Mes arguments sont les suivants.
- Notre corps est un système physique évoluant dans un environnement physique. Que nous ne le voulions ou pas, la loi de la gravitation universelle, se traduisant au quotidien par la pesanteur qui nous relie à la Terre, s’applique à tous.
- Nous échangeons avec nos semblables et avec le milieu environnant au moyen d’ondes : le son, la lumière.
- Toute notre existence est organisée autour des concepts d’énergie, d’espace, de temps, ces concepts fondamentaux de la physique dont nous avons une connaissance intuitive, mais qu’il serait vain de définir par d’autres mots.
On peut s’en tenir à ces constatations ou essayer d’aller plus loin, incité par notre besoin d’agir et de comprendre. Laissons de côté la trajectoire de l’Ingénieur ou du Technicien qui de toute évidence doit payer un lourd tribut à l’étude des lois physiques. Qu’en est-il des Autres, tous les Autres.
Commençons la recherche du « bien-être » et/ou de la « sagesse ». Cette recherche ne peut pas faire abstraction de la Physique. Bien des disciplines dites orientales, mais aujourd’hui mondialisées, comme le yoga, n’incluent-elles pas un ensemble d’exercices physiques visant une baisse des « tensions » (encore de la physique) indispensable à la sérénité de l’ « esprit », et donc du bien-être ?
Et puis il y a la discipline suprême, la « philosophie ». Une grande partie de l’histoire de la pensée humaine se cache derrière ce concept. Limitée pendant l’antiquité et les siècles qui ont suivi à une minorité libérée des contingences matérielles, la « philosophie » devrait être l’apanage de tous. On devrait être initié dès le plus jeune âge, à « vivre en Philosophe » …. et c’est le complément de l’attitude physicienne. Toute Philosophie qui ne s’appuierait pas sur la réalité physique n’est que chimère.
Quelques POSTULATS pour une « attitude physicienne » (une vision personnelle susceptible d’évoluer).

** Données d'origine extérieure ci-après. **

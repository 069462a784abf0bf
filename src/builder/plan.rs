//! Records → page requests.
//!
//! Every record goes through the same four steps:
//!
//! ```text
//! record ─► derive_path ─► route_params ─► reverse_lookup_params ─► match_path
//!             │               │                 │
//!             │               │                 └─ FieldError: policy
//!             │               └─ ParamError: logged, record skipped
//!             └─ FieldError: policy (skip record / abort run)
//! ```
//!
//! The whole run is computed here before anything reaches the page sink.

use crate::{
    config::MissingFieldPolicy,
    log,
    pages::{PAGE_PARAMS_KEY, PageRequest},
};
use pagegen_core::{
    DeriveOptions, FieldError, Pattern, derive_path, match_path, reverse_lookup_params,
    route_params,
};
use rustc_hash::FxHashSet;
use serde_json::Value;
use std::path::Path;
use thiserror::Error;

/// Pages of one run, in record order.
#[derive(Debug, Default)]
pub struct Plan {
    pub pages: Vec<PageRequest>,
    pub skipped: usize,
}

/// A record failed under [`MissingFieldPolicy::Abort`].
#[derive(Debug, Error)]
#[error("record {index}: {source}")]
pub struct Aborted {
    pub index: usize,
    #[source]
    pub source: FieldError,
}

pub struct Planner<'a> {
    pub pattern: &'a Pattern,
    pub component: &'a Path,
    pub derive: DeriveOptions,
    pub on_missing_field: MissingFieldPolicy,
}

impl Planner<'_> {
    pub fn plan(&self, nodes: &[Value]) -> Result<Plan, Aborted> {
        let mut plan = Plan::default();
        let mut seen = FxHashSet::default();

        for (index, record) in nodes.iter().enumerate() {
            let page = match self.page(record) {
                Ok(Some(page)) => page,
                Ok(None) => {
                    plan.skipped += 1;
                    continue;
                }
                Err(source) if self.on_missing_field == MissingFieldPolicy::Abort => {
                    return Err(Aborted { index, source });
                }
                Err(err) => {
                    log!("warn"; "{}: skipping record {index}: {err}", self.pattern.source());
                    plan.skipped += 1;
                    continue;
                }
            };

            if !seen.insert(page.path.clone()) {
                log!("warn"; "{}: record {index} duplicates path {}, keeping the first",
                    self.pattern.source(), page.path);
                plan.skipped += 1;
                continue;
            }
            plan.pages.push(page);
        }

        Ok(plan)
    }

    /// `Ok(None)` when the derived path does not line up with the pattern.
    fn page(&self, record: &Value) -> Result<Option<PageRequest>, FieldError> {
        let derived = derive_path(self.pattern, record, self.derive)?;

        let params = match route_params(self.pattern, derived.as_str()) {
            Ok(params) => params,
            Err(err) => {
                log!("error"; "internal: {err}");
                return Ok(None);
            }
        };
        let mut context = reverse_lookup_params(record, self.pattern)?;
        context.insert(
            PAGE_PARAMS_KEY.to_owned(),
            Value::Object(
                params
                    .into_iter()
                    .map(|(name, value)| (name, Value::String(value)))
                    .collect(),
            ),
        );

        let match_path = match_path(&derived, self.pattern).map(|m| m.into_string());
        Ok(Some(PageRequest {
            path: derived.into_string(),
            match_path,
            component: self.component.to_path_buf(),
            context,
        }))
    }
}

#[cfg(test)]
mod tests {
    use super::*;
    use pagegen_core::pattern::DEFAULT_PREFIX;
    use serde_json::json;

    fn planner(pattern: &Pattern, policy: MissingFieldPolicy) -> Planner<'_> {
        Planner {
            pattern,
            component: Path::new("/site/src/pages/c.js"),
            derive: DeriveOptions::default(),
            on_missing_field: policy,
        }
    }

    fn pattern(path: &str) -> Pattern {
        Pattern::parse(path, DEFAULT_PREFIX).unwrap()
    }

    #[test]
    fn test_plan_products_context() {
        let pattern = pattern("products/{unstable_category}/{unstable_id}.js");
        let nodes = [json!({ "category": "shoes", "id": 42, "price": 10 })];

        let plan = planner(&pattern, MissingFieldPolicy::Skip).plan(&nodes).unwrap();
        let page = &plan.pages[0];

        assert_eq!(page.path, "/products/shoes/42");
        assert_eq!(page.match_path, None);
        assert_eq!(
            Value::Object(page.context.clone()),
            json!({
                "category": "shoes",
                "id": 42,
                "__params": { "category": "shoes", "id": "42" },
            })
        );
    }

    #[test]
    fn test_plan_optional_match_path() {
        let pattern = pattern("blog/{unstable_slug?}.js");
        let nodes = [json!({ "slug": "my-post" })];

        let plan = planner(&pattern, MissingFieldPolicy::Skip).plan(&nodes).unwrap();

        assert_eq!(plan.pages[0].match_path.as_deref(), Some("/blog(/my\\-post)?"));
    }

    #[test]
    fn test_plan_skip_policy() {
        let pattern = pattern("items/{unstable_id}.js");
        let nodes = [json!({ "id": 1 }), json!({ "name": "x" }), json!({ "id": 3 })];

        let plan = planner(&pattern, MissingFieldPolicy::Skip).plan(&nodes).unwrap();
        let paths: Vec<_> = plan.pages.iter().map(|p| p.path.as_str()).collect();

        assert_eq!(paths, ["/items/1", "/items/3"]);
        assert_eq!(plan.skipped, 1);
    }

    #[test]
    fn test_plan_abort_policy() {
        let pattern = pattern("items/{unstable_id}.js");
        let nodes = [json!({ "id": 1 }), json!({ "id": [1] })];

        let err = planner(&pattern, MissingFieldPolicy::Abort)
            .plan(&nodes)
            .unwrap_err();

        assert_eq!(err.index, 1);
        assert!(matches!(err.source, FieldError::Unsupported { .. }));
    }

    #[test]
    fn test_plan_duplicate_paths_keep_first() {
        let pattern = pattern("items/{unstable_id}.js");
        let nodes = [
            json!({ "id": 1, "v": "first" }),
            json!({ "id": 1, "v": "second" }),
        ];

        let plan = planner(&pattern, MissingFieldPolicy::Skip).plan(&nodes).unwrap();

        assert_eq!(plan.pages.len(), 1);
        assert_eq!(plan.skipped, 1);
        assert_eq!(plan.pages[0].component, Path::new("/site/src/pages/c.js"));
    }
}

- L’Univers est UN et ÉTERNEL.
- Nous ne pourrons pas accéder à la RÉALITÉ ultime ; notre représentation de cette réalité, restera toujours partielle et la vie telle que nous la connaissons aura disparu de ce coin de l’Univers avant qu’on ait pu toucher/imaginer la réalité « ultime ».
- Nous ne pouvons pas non plus exprimer cette RÉALITÉ ultime car nos sens et notre imagination, notre langage sont limités. Pour nos sens, c’est évident ; nos instruments nous ont permis d’aller plus loin et interagir avec l’univers en utilisant des formes d’énergie que nous pouvons seulement imaginer.
- Il est illusoire d’espérer pouvoir décrire le monde « réel » avec des mots uniquement. Nous le faisons parce que nous n’avons pas le choix. Les termes qu’utilisent les Physiciens peuvent-ils vraiment nous aider ? Un peu, mais avec des limites vite atteintes ….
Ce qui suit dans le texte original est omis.